Collection entries:
::::::::::

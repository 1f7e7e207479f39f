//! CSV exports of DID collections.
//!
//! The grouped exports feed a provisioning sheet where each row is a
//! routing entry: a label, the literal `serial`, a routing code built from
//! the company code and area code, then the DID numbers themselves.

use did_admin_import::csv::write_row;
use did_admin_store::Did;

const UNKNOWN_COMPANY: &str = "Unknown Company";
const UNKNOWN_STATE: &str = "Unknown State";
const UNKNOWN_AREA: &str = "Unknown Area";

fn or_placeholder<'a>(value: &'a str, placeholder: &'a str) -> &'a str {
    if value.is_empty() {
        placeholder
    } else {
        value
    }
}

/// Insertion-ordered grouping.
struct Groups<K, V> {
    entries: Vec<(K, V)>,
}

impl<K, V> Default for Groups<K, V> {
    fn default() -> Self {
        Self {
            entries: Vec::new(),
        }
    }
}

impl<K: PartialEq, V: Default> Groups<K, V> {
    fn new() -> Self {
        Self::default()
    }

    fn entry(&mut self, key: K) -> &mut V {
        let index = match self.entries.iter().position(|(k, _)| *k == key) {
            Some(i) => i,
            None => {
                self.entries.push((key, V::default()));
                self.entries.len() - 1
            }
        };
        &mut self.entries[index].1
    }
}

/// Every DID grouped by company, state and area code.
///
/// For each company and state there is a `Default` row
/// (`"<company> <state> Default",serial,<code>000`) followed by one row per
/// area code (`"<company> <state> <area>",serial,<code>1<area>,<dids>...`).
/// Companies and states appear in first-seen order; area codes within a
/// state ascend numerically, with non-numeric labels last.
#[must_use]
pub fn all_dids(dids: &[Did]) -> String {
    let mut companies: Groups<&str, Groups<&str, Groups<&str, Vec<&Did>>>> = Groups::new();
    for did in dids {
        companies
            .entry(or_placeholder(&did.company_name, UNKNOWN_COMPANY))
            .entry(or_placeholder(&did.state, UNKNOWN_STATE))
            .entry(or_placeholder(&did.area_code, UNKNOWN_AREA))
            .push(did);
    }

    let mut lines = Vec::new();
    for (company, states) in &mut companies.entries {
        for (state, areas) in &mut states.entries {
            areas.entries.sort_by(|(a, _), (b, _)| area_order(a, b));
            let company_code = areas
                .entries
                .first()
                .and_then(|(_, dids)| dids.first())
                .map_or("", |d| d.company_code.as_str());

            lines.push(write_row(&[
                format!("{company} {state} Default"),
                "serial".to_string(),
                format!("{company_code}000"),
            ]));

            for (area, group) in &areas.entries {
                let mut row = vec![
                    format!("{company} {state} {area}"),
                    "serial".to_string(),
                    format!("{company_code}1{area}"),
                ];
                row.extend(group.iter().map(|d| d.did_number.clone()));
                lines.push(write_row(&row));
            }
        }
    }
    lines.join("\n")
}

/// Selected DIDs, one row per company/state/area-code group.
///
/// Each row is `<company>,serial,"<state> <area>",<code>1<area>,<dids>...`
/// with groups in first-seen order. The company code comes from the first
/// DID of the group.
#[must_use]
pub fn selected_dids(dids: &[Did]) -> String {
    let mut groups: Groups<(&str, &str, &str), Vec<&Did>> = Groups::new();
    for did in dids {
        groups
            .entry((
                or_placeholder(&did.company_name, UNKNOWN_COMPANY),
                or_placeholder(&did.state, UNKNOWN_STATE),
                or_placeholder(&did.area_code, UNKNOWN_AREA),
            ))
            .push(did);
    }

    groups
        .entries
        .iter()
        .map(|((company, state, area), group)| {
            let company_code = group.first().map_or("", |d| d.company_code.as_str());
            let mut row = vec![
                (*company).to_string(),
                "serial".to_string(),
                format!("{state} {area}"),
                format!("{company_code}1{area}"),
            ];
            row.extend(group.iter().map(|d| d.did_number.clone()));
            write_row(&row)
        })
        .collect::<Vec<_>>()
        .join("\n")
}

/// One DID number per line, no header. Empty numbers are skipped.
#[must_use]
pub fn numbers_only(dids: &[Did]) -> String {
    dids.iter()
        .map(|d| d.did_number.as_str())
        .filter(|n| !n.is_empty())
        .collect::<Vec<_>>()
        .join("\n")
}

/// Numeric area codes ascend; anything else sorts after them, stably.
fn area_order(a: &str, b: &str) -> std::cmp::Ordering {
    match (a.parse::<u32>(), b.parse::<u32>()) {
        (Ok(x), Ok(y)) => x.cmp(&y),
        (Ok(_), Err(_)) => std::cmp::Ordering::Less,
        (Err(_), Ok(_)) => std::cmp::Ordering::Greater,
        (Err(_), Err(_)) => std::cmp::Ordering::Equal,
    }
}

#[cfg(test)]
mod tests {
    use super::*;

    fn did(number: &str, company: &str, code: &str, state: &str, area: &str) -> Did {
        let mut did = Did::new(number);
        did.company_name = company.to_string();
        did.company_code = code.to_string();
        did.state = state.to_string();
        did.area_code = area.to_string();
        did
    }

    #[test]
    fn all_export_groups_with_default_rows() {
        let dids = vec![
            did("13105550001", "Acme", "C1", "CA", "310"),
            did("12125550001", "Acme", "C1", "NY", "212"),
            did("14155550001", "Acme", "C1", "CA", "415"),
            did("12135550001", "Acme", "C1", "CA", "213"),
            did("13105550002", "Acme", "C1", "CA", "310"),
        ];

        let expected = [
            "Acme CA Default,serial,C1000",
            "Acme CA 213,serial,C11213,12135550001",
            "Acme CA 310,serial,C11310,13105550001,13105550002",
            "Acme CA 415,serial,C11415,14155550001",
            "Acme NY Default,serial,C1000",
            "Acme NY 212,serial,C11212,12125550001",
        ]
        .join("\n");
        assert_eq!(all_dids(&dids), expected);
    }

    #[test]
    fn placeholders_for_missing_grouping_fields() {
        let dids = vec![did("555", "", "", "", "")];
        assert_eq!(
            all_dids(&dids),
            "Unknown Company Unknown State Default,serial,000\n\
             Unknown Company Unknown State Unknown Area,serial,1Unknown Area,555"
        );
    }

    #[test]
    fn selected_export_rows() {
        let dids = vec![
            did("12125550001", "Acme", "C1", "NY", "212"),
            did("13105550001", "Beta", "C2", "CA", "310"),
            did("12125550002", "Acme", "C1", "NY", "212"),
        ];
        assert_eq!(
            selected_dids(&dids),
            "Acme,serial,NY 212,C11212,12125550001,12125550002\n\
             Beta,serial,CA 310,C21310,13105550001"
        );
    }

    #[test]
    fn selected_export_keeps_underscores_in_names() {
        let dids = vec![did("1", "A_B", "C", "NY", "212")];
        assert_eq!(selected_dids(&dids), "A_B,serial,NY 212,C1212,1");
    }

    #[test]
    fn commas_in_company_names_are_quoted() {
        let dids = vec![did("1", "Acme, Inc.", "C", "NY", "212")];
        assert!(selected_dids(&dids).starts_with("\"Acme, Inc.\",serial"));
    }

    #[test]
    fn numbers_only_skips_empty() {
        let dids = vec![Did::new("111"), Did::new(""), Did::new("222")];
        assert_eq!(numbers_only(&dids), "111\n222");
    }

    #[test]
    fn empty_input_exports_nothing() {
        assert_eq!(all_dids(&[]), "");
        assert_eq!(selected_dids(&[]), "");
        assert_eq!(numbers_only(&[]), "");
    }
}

::::::::::

> [Directions for this task] Retype exactly, and only, the lines above from the one where "const UNKNOWN_AREA: &str" occurs up to and including the one where "fn new() ->" occurs.

> [Solution to the exercise]
const UNKNOWN_AREA: &str = "Unknown Area";

fn or_placeholder<'a>(value: &'a str, placeholder: &'a str) -> &'a str {
    if value.is_empty() {
        placeholder
    } else {
        value
    }
}

/// Insertion-ordered grouping.
struct Groups<K, V> {
    entries: Vec<(K, V)>,
}

impl<K, V> Default for Groups<K, V> {
    fn default() -> Self {
        Self {
            entries: Vec::new(),
        }
    }
}

impl<K: PartialEq, V: Default> Groups<K, V> {
    fn new() -> Self {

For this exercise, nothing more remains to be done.